The problem -
What lines of the data below hold "Pending"? Show them.
Segment Open
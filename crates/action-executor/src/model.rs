//! Execution context, state machine, and report shapes

use std::time::{Duration, Instant};

use pagepilot_core_types::{ActionId, AutomationError};
use tokio_util::sync::CancellationToken;

/// Execution context supplied by the caller: identity, absolute deadline,
/// and a cancellation handle honored at every suspension point.
#[derive(Clone, Debug)]
pub struct ExecCtx {
    pub action_id: ActionId,
    pub deadline: Instant,
    pub cancel: CancellationToken,
}

impl ExecCtx {
    pub fn new(action_id: ActionId, deadline: Instant, cancel: CancellationToken) -> Self {
        Self {
            action_id,
            deadline,
            cancel,
        }
    }

    /// Context with a relative timeout and a fresh cancellation token.
    pub fn with_timeout(timeout: Duration) -> Self {
        Self::new(
            ActionId::new(),
            Instant::now() + timeout,
            CancellationToken::new(),
        )
    }

    pub fn remaining(&self) -> Duration {
        self.deadline
            .checked_duration_since(Instant::now())
            .unwrap_or(Duration::ZERO)
    }

    pub fn expired(&self) -> bool {
        self.cancel.is_cancelled() || Instant::now() >= self.deadline
    }
}

/// Why an action ended in `Failed`.
#[derive(Clone, Copy, Debug, Eq, PartialEq)]
pub enum FailCause {
    /// Cached locator no longer matches the live document; re-observe.
    Stale,
    /// Node could not be resolved against its snapshot.
    Unresolvable,
    /// Deadline or bounded wait elapsed, or the run was cancelled.
    Timeout,
    /// The primitive driver reported an error.
    Driver,
    /// The proposal itself is unusable (e.g. unknown key name).
    InvalidProposal,
    /// selectOption argument matched neither text nor value.
    OptionNotFound,
    /// Snapshot-level contract violation.
    InvalidSnapshot,
    /// Extraction schema violation (not produced by the executor itself).
    SchemaMismatch,
}

impl From<&AutomationError> for FailCause {
    fn from(err: &AutomationError) -> Self {
        match err {
            AutomationError::StaleLocator { .. } => FailCause::Stale,
            AutomationError::UnresolvableNode { .. } => FailCause::Unresolvable,
            AutomationError::Timeout { .. } => FailCause::Timeout,
            AutomationError::DriverError(_) => FailCause::Driver,
            AutomationError::InvalidProposal { .. } => FailCause::InvalidProposal,
            AutomationError::OptionNotFound { .. } => FailCause::OptionNotFound,
            AutomationError::InvalidSnapshot(_) => FailCause::InvalidSnapshot,
            AutomationError::SchemaMismatch { .. } => FailCause::SchemaMismatch,
        }
    }
}

/// Per-action state machine. Only `Succeeded` and `Failed` are terminal.
#[derive(Clone, Copy, Debug, Eq, PartialEq)]
pub enum ActionState {
    Pending,
    Resolving,
    Ready,
    Executing,
    Succeeded,
    Failed(FailCause),
}

impl ActionState {
    pub fn is_terminal(&self) -> bool {
        matches!(self, ActionState::Succeeded | ActionState::Failed(_))
    }
}

/// Outcome of one executed action.
#[derive(Clone, Debug)]
pub struct ActionReport {
    pub ok: bool,
    pub state: ActionState,
    pub error: Option<AutomationError>,
    pub resolved_path: Option<String>,
    /// Whether the single bounded resolve retry was taken.
    pub resolve_retried: bool,
    /// Keystrokes dispatched (type method only).
    pub keystrokes: u32,
    pub started_at: Instant,
    pub finished_at: Instant,
    pub latency_ms: u128,
}

impl ActionReport {
    pub fn new(started_at: Instant) -> Self {
        Self {
            ok: false,
            state: ActionState::Pending,
            error: None,
            resolved_path: None,
            resolve_retried: false,
            keystrokes: 0,
            started_at,
            finished_at: started_at,
            latency_ms: 0,
        }
    }

    pub fn finish(mut self, finished_at: Instant) -> Self {
        self.finished_at = finished_at;
        self.latency_ms = finished_at
            .saturating_duration_since(self.started_at)
            .as_millis();
        self
    }

    pub(crate) fn fail(mut self, err: AutomationError) -> Self {
        self.state = ActionState::Failed(FailCause::from(&err));
        self.error = Some(err);
        self.finish(Instant::now())
    }
}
Segment Closed
Solution for this task -
    Pending,
            state: ActionState::Pending,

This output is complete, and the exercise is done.